Canonisation: François et Benoît XVI célébreront ensemble la messe

Le pape Benoît XVI et le pape François célébreront ensemble la messe de double canonisation dimanche matin au Vatican.
26 avr. 2014, 20:10
In this picture provided by the Vatican newspaper L'Osservatore Romano, Pope Emeritus Benedict XVI, left, welcomes Pope Francis as they exchanged Christmas greetings, at the Vatican, Monday, Dec. 23, 2013. (AP Photo/L'Osservatore Romano, ho)

Le pape émérite Benoît XVI et le pape François célèbreront ensemble la messe de canonisation de Jean XXIII et Jean Paul II dimanche matin au Vatican, a annoncé samedi le porte-parole du Saint-Siège, le père Federico Lombardi. L'évènement pourrait drainer près d'un million de personnes.

La présence de Benoît XVI, qui vit retiré au Vatican depuis sa démission historique l'an dernier, n'était jusqu'ici pas confirmée officiellement. Certains médias avaient déjà parlé de "la messe des quatre papes" dans la basilique Saint-Pierre.

"Ce sera un événement comme Rome n'en a jamais vécu dans son histoire, la canonisation de deux papes en présence de deux papes vivants", François et Benoît XVI, avait affirmé mercredi dernier Mgr Liberio Andreatta, chef de l'agence vaticane d'organisation des pèlerinage (ORP).

"Emotion"

Il avait souligné "l'émotion" qui devrait saisir alors le pape argentin et le pape émérite allemand. Mais le porte-parole du Vatican s'était ensuite refusé à confirmer cette présence, "compte tenu de l'âge" du pape émérite.

Des centaines de milliers de personnes - peut-être plus d'un million - 98 délégations d'Etats ou d'organisations internationales, dont 24 chefs d'Etat et têtes couronnées - du roi d'Espagne au président zimbabwéen Robert Mugabe - sont attendues dimanche sur la place Saint-Pierre pour l'événement au retentissement planétaire voulu par le pape François.

Proche collaborateur de Jean Paul II

Le cardinal Joseph Ratzinger, préfet de la Congrégation pour la doctrine de la foi (CDF) avait été un des plus collaborateurs du pape Jean Paul II, associé étroitement à la plupart de ses décisions. Jusqu'à ses derniers moments en 2005, il était resté un ami fidèle et proche du pontife très affaibli par la maladie de Parkinson.

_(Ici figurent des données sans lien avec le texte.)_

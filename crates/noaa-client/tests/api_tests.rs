//! Wiremock integration tests for the upstream client.

use std::time::Duration;

use chrono::{FixedOffset, NaiveDate};
use wiremock::matchers::{method, path, query_param};
use wiremock::{Mock, MockServer, ResponseTemplate};

use noaa_client::{HttpClient, HttpClientOptions, NoaaApi};
use tide_common::TideType;

fn api_for(server: &MockServer) -> NoaaApi {
    api_with_retries(server, 3)
}

fn api_with_retries(server: &MockServer, max_retries: u32) -> NoaaApi {
    let http = HttpClient::new(HttpClientOptions {
        base_url: server.uri(),
        timeout: Duration::from_secs(5),
        max_retries,
        initial_backoff: Duration::from_millis(5),
    })
    .expect("client should build");
    NoaaApi::new(http)
}

fn pst() -> FixedOffset {
    FixedOffset::west_opt(8 * 3600).unwrap()
}

fn day(y: i32, m: u32, d: u32) -> NaiveDate {
    NaiveDate::from_ymd_opt(y, m, d).unwrap()
}

fn sample_station_list() -> serde_json::Value {
    serde_json::json!({
        "stationList": [
            {
                "stationId": "9447130",
                "name": "Seattle",
                "state": "WA",
                "region": "Puget Sound",
                "lat": 47.6062,
                "lon": -122.3321,
                "timeZoneCorr": "-8",
                "level": "",
                "stationType": "R"
            },
            {
                "stationId": "9446484",
                "name": "Tacoma",
                "state": "WA",
                "region": "",
                "lat": 47.269,
                "lon": -122.4138,
                "timeZoneCorr": "not-a-number",
                "level": "L1",
                "stationType": "S"
            }
        ]
    })
}

#[tokio::test]
async fn station_list_decodes_catalog() {
    let server = MockServer::start().await;
    Mock::given(method("GET"))
        .and(path("/mdapi/prod/webapi/tidepredstations.json"))
        .respond_with(ResponseTemplate::new(200).set_body_json(sample_station_list()))
        .expect(1)
        .mount(&server)
        .await;

    let stations = api_for(&server).station_list().await.unwrap();

    assert_eq!(stations.len(), 2);
    let seattle = &stations[0];
    assert_eq!(seattle.id, "9447130");
    assert_eq!(seattle.time_zone_offset, -28_800);
    assert_eq!(seattle.level, None);
    assert_eq!(seattle.station_type.as_deref(), Some("R"));
    assert_eq!(seattle.capabilities, vec!["WATER_LEVEL".to_string()]);

    // Unparseable timeZoneCorr falls back to 0, empty region drops to None.
    let tacoma = &stations[1];
    assert_eq!(tacoma.time_zone_offset, 0);
    assert_eq!(tacoma.region, None);
    assert_eq!(tacoma.level.as_deref(), Some("L1"));
}

#[tokio::test]
async fn predictions_parse_station_local_time() {
    let server = MockServer::start().await;
    Mock::given(method("GET"))
        .and(path("/api/prod/datagetter"))
        .and(query_param("interval", "6"))
        .and(query_param("station", "9447130"))
        .and(query_param("begin_date", "20240101"))
        .and(query_param("end_date", "20240101"))
        .respond_with(ResponseTemplate::new(200).set_body_json(serde_json::json!({
            "predictions": [
                { "t": "2024-01-01 00:00", "v": "1.503" },
                { "t": "2024-01-01 00:06", "v": "1.521" }
            ]
        })))
        .expect(1)
        .mount(&server)
        .await;

    let predictions = api_for(&server)
        .predictions("9447130", day(2024, 1, 1), day(2024, 1, 1), &pst())
        .await
        .unwrap();

    assert_eq!(predictions.len(), 2);
    // Midnight PST = 08:00 UTC.
    assert_eq!(predictions[0].timestamp, 1_704_096_000_000);
    assert_eq!(predictions[0].local_time, "2024-01-01T00:00:00");
    assert!((predictions[0].height - 1.503).abs() < 1e-9);
    assert_eq!(predictions[1].timestamp - predictions[0].timestamp, 360_000);
}

#[tokio::test]
async fn extremes_map_high_and_low() {
    let server = MockServer::start().await;
    Mock::given(method("GET"))
        .and(path("/api/prod/datagetter"))
        .and(query_param("interval", "hilo"))
        .respond_with(ResponseTemplate::new(200).set_body_json(serde_json::json!({
            "predictions": [
                { "t": "2024-01-01 03:12", "v": "2.8", "type": "H" },
                { "t": "2024-01-01 09:45", "v": "0.3", "type": "L" }
            ]
        })))
        .mount(&server)
        .await;

    let extremes = api_for(&server)
        .extremes("9447130", day(2024, 1, 1), day(2024, 1, 1), &pst())
        .await
        .unwrap();

    assert_eq!(extremes.len(), 2);
    assert_eq!(extremes[0].kind, TideType::High);
    assert_eq!(extremes[1].kind, TideType::Low);
    assert_eq!(extremes[1].local_time, "2024-01-01T09:45:00");
}

#[tokio::test]
async fn client_error_is_not_retried() {
    let server = MockServer::start().await;
    Mock::given(method("GET"))
        .and(path("/mdapi/prod/webapi/tidepredstations.json"))
        .respond_with(ResponseTemplate::new(404))
        .expect(1)
        .mount(&server)
        .await;

    let err = api_for(&server).station_list().await.unwrap_err();
    assert_eq!(err.kind(), "upstream-error");
    assert_eq!(err.http_status(), 502);
}

#[tokio::test]
async fn server_error_is_retried_then_surfaced() {
    let server = MockServer::start().await;
    // Initial attempt plus two retries.
    Mock::given(method("GET"))
        .and(path("/mdapi/prod/webapi/tidepredstations.json"))
        .respond_with(ResponseTemplate::new(503))
        .expect(3)
        .mount(&server)
        .await;

    let err = api_with_retries(&server, 2).station_list().await.unwrap_err();
    assert_eq!(err.kind(), "upstream-error");
    assert!(err.to_string().contains("503"));
}

#[tokio::test]
async fn retry_recovers_from_transient_failure() {
    let server = MockServer::start().await;
    Mock::given(method("GET"))
        .and(path("/mdapi/prod/webapi/tidepredstations.json"))
        .respond_with(ResponseTemplate::new(500))
        .up_to_n_times(1)
        .expect(1)
        .mount(&server)
        .await;
    Mock::given(method("GET"))
        .and(path("/mdapi/prod/webapi/tidepredstations.json"))
        .respond_with(ResponseTemplate::new(200).set_body_json(sample_station_list()))
        .expect(1)
        .mount(&server)
        .await;

    let stations = api_for(&server).station_list().await.unwrap();
    assert_eq!(stations.len(), 2);
}

#[tokio::test]
async fn malformed_body_is_a_decode_error() {
    let server = MockServer::start().await;
    Mock::given(method("GET"))
        .and(path("/api/prod/datagetter"))
        .respond_with(ResponseTemplate::new(200).set_body_string("not json"))
        .mount(&server)
        .await;

    let err = api_for(&server)
        .predictions("9447130", day(2024, 1, 1), day(2024, 1, 1), &pst())
        .await
        .unwrap_err();
    assert_eq!(err.kind(), "decode-error");
}

#[tokio::test]
async fn upstream_no_data_body_yields_empty_series() {
    let server = MockServer::start().await;
    Mock::given(method("GET"))
        .and(path("/api/prod/datagetter"))
        .respond_with(ResponseTemplate::new(200).set_body_json(serde_json::json!({
            "error": { "message": "No Predictions data was found." }
        })))
        .mount(&server)
        .await;

    let extremes = api_for(&server)
        .extremes("9447130", day(2024, 1, 1), day(2024, 1, 1), &pst())
        .await
        .unwrap();
    assert!(extremes.is_empty());
}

En tant que "peritus" (expert) du cardinal de Cologne Josef Frings, il avait participé, en apportant des idées novatrices, au concile Vatican II (1962/65) lancé par Jean XXIII. Il devait confier par la suite que Vatican II était l'évènement central de sa vie, sur lequel il a développé ses idées de théologien dans des centaines de textes.

Il voyait dans le Concile "un renouveau dans la continuité" et non une "rupture" avec l'Eglise du passé.

Cohabitation cordiale

Depuis l'élection de François en mars 2013 après sa démission spectaculaire en février, une cohabitation cordiale s'est établie entre les deux papes, vivant à quelques centaines de mètres l'un de l'autre dans le petit Etat.

Le pape émérite est resté fidèle à sa promesse de ne pas s'immiscer dans les affaires de son prédécesseur, mais a aussi accepté de donner son avis quand il était sollicité.

Salut chaleureux

Lors de la messe du premier consistoire de François, en février, Benoît XVI, tout de blanc vêtu, avait fait son apparition au premier rang à côté des cardinaux vêtus de rouge. Assis sur une chaise, il était discrètement resté à sa place. Le pape François était venu le saluer chaleureusement, et, en signe de déférence et obéissance, Benoît avait retiré sa calotte et salué tête nue le pape régnant.

Critiques des traditionnalistes

La canonisation de Jean XXIII, initiateur du Concile Vatican II (1962-1965) qui marqua l'ouverture de l'Eglise catholique à la société et autres religions, ne semble critiquée par personne, à part les traditionalistes. Celle de Jean Paul II, même si nul ne conteste sa stature internationale et le rôle qu'il a joué dans la chute du communisme, compte des détracteurs.

Ceux-ci lui reprochent notamment un aveuglement face aux crimes pédophiles et sa sévérité avec les théologiens dissidents, notamment ceux de la théologie de la libération.

Pas parfait

Des accusations rejetées vendredi par son ancien porte-parole, Joaquin Navarro-Valls. "Sainteté ne veut pas dire perfection", a souligné le porte-parole du Vatican, le père Federico Lombardi, selon lequel la canonisation de Jean Paul II, seulement neuf ans après sa mort, est "sans doute la plus rapide" de l'histoire de l'Eglise catholique.